Em poucas palavras, transmitiu tudo claramente. Combinados o branco e o verde limpo do uniforme e o rosto amigável de Ling Yi, o jovem imediatamente deu dois passos à frente, inclinou-se levemente e perguntou sorrindo:
— Ah, mestre Jiang da vila Beikouhe? Pode dizer o nome completo dele? E você, como se chama?
Ling Yi, ao ouvir, recuou um pouco a mão que segurava a carta, pensou por um instante e respondeu educadamente:
— O nome dele é Jiang Kai, eu me chamo Ling Yi... Tio, posso ver o senhor Jin para entregar a carta pessoalmente?

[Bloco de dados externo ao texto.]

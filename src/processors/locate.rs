//! Cell location on a structural grid mask.
//!
//! The grid mask produced by line extraction encloses each table cell as a
//! background region surrounded by line pixels. Border following over the
//! mask yields those enclosed regions as hole contours, while the table
//! frame itself and any stray ink appear as outer contours. Only the holes
//! are cells.
//!
//! The located boxes are then arranged into reading order. Scanned grids
//! are rarely perfectly axis-aligned, so boxes whose top edges differ by no
//! more than a tolerance are treated as the same row.

use crate::core::LocatorConfig;
use crate::domain::BoundingBox;
use image::GrayImage;
use imageproc::contours::{find_contours, BorderType};
use tracing::debug;

/// Locates table cells on a grid mask and orders them row by row.
#[derive(Debug, Clone, Default)]
pub struct CellLocator {
    config: LocatorConfig,
}

impl CellLocator {
    /// Creates a locator with the given row grouping tolerance.
    pub fn new(config: LocatorConfig) -> Self {
        Self { config }
    }

    /// Returns the active configuration.
    pub fn config(&self) -> &LocatorConfig {
        &self.config
    }

    /// Finds cell bounding boxes and groups them into rows.
    ///
    /// Rows are ordered top to bottom and each row left to right. The box
    /// of a cell spans the enclosing line pixels, so neighboring cells
    /// share their border coordinates. An empty or line-free mask yields no
    /// rows.
    pub fn locate(&self, grid: &GrayImage) -> Vec<Vec<BoundingBox>> {
        if grid.width() == 0 || grid.height() == 0 {
            return Vec::new();
        }

        let contours = find_contours::<u32>(grid);
        let mut boxes: Vec<BoundingBox> = contours
            .iter()
            .filter(|contour| matches!(contour.border_type, BorderType::Hole))
            .filter_map(BoundingBox::from_contour)
            .collect();

        boxes.sort_by(|a, b| a.y.cmp(&b.y).then(a.x.cmp(&b.x)));
        let rows = group_into_rows(boxes, self.config.row_tolerance);

        debug!(
            target: "locate",
            cells = rows.iter().map(Vec::len).sum::<usize>(),
            rows = rows.len(),
            "Located table cells"
        );

        rows
    }
}

/// Groups top-to-bottom sorted boxes into rows.
///
/// The first box of a row fixes the row's reference top edge. A following
/// box joins the row while its top edge exceeds the reference by at most
/// `tolerance` pixels; otherwise it starts a new row and becomes the new
/// reference. Each finished row is ordered left to right.
pub fn group_into_rows(boxes: Vec<BoundingBox>, tolerance: u32) -> Vec<Vec<BoundingBox>> {
    let mut rows: Vec<Vec<BoundingBox>> = Vec::new();
    let mut current: Vec<BoundingBox> = Vec::new();
    let mut reference = 0u32;

    for bounding_box in boxes {
        if current.is_empty() {
            reference = bounding_box.y;
        } else if bounding_box.y > reference.saturating_add(tolerance) {
            rows.push(std::mem::take(&mut current));
            reference = bounding_box.y;
        }
        current.push(bounding_box);
    }
    if !current.is_empty() {
        rows.push(current);
    }

    for row in &mut rows {
        row.sort_by_key(|b| b.x);
    }
    rows
}

#[cfg(test)]
mod tests {
    use super::*;
    use image::Luma;

    fn boxes_at(tops: &[(u32, u32)]) -> Vec<BoundingBox> {
        tops.iter()
            .map(|&(x, y)| BoundingBox::new(x, y, 20, 20))
            .collect()
    }

    /// Draws a closed grid of one-pixel lines on a blank mask.
    fn grid_mask(size: u32, xs: &[u32], ys: &[u32]) -> GrayImage {
        let mut mask = GrayImage::new(size, size);
        let (lo_x, hi_x) = (xs[0], xs[xs.len() - 1]);
        let (lo_y, hi_y) = (ys[0], ys[ys.len() - 1]);
        for &y in ys {
            for x in lo_x..=hi_x {
                mask.put_pixel(x, y, Luma([255]));
            }
        }
        for &x in xs {
            for y in lo_y..=hi_y {
                mask.put_pixel(x, y, Luma([255]));
            }
        }
        mask
    }

    #[test]
    fn boxes_within_tolerance_share_a_row() {
        let rows = group_into_rows(boxes_at(&[(0, 0), (30, 10)]), 10);
        assert_eq!(rows.len(), 1);
        assert_eq!(rows[0].len(), 2);
    }

    #[test]
    fn box_just_past_tolerance_starts_a_row() {
        let rows = group_into_rows(boxes_at(&[(0, 0), (30, 11)]), 10);
        assert_eq!(rows.len(), 2);
    }

    #[test]
    fn reference_resets_only_on_new_rows() {
        // The middle box joins row one without moving its reference, so the
        // third box is measured against y = 0 and splits off.
        let rows = group_into_rows(boxes_at(&[(0, 0), (30, 8), (60, 16)]), 10);
        assert_eq!(rows.len(), 2);
        assert_eq!(rows[0].len(), 2);
        assert_eq!(rows[1].len(), 1);
    }

    #[test]
    fn rows_are_ordered_left_to_right() {
        let rows = group_into_rows(boxes_at(&[(10, 0), (50, 5), (30, 9)]), 10);
        assert_eq!(rows.len(), 1);
        let xs: Vec<u32> = rows[0].iter().map(|b| b.x).collect();
        assert_eq!(xs, vec![10, 30, 50]);
    }

    #[test]
    fn no_boxes_yield_no_rows() {
        assert!(group_into_rows(Vec::new(), 10).is_empty());
    }

    #[test]
    fn blank_mask_yields_no_cells() {
        let locator = CellLocator::default();
        assert!(locator.locate(&GrayImage::new(50, 50)).is_empty());
    }

    #[test]
    fn zero_dimension_mask_yields_no_cells() {
        let locator = CellLocator::default();
        assert!(locator.locate(&GrayImage::new(0, 50)).is_empty());
    }

    #[test]
    fn two_by_two_grid_yields_two_rows_of_two_cells() {
        let mask = grid_mask(100, &[10, 50, 90], &[10, 50, 90]);
        let rows = CellLocator::default().locate(&mask);

        assert_eq!(rows.len(), 2);
        assert_eq!(rows[0].len(), 2);
        assert_eq!(rows[1].len(), 2);

        // Cell boxes span the enclosing lines.
        assert_eq!(rows[0][0], BoundingBox::new(10, 10, 41, 41));
        assert_eq!(rows[0][1], BoundingBox::new(50, 10, 41, 41));
        assert_eq!(rows[1][0], BoundingBox::new(10, 50, 41, 41));
        assert_eq!(rows[1][1], BoundingBox::new(50, 50, 41, 41));
    }

    #[test]
    fn solid_noise_inside_a_cell_is_not_a_cell() {
        let mut mask = grid_mask(100, &[10, 50, 90], &[10, 50, 90]);
        for y in 65..72 {
            for x in 65..72 {
                mask.put_pixel(x, y, Luma([255]));
            }
        }

        let rows = CellLocator::default().locate(&mask);
        assert_eq!(rows.iter().map(Vec::len).sum::<usize>(), 4);
    }

    #[test]
    fn uneven_grid_keeps_reading_order() {
        // Second column sits slightly lower, within the tolerance.
        let mut mask = grid_mask(120, &[10, 60], &[10, 60]);
        for y in 14..=64 {
            for x in 60..=110 {
                if y == 14 || y == 64 || x == 60 || x == 110 {
                    mask.put_pixel(x, y, Luma([255]));
                }
            }
        }

        let rows = CellLocator::default().locate(&mask);
        assert_eq!(rows.len(), 1);
        assert_eq!(rows[0].len(), 2);
        assert!(rows[0][0].x < rows[0][1].x);
    }
}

— Jiang Kai, é? — O jovem manteve o sorriso, mas, ao pensar, percebeu que não conhecia o nome. Disse então:
— Desculpe, garoto, não conheço esse nome...
Os olhos de Ling Yi se arregalaram:
— Então...
— Calma — o jovem gesticulou, apontando para um canto da ferraria: — Sente-se ali um instante, vou perguntar ao meu irmão mais velho, que está com o mestre há mais de vinte anos. Ele deve conhecer esse mestre Jiang Kai...
Dizendo isso, conduziu Ling Yi ao local de descanso dos clientes. Depois que Ling Yi se sentou, serviu-lhe uma xícara de chá gelado, chamou outros jovens e meninos da loja, sorriu mais uma vez para Ling Yi e então seguiu para o pátio dos fundos da ferraria.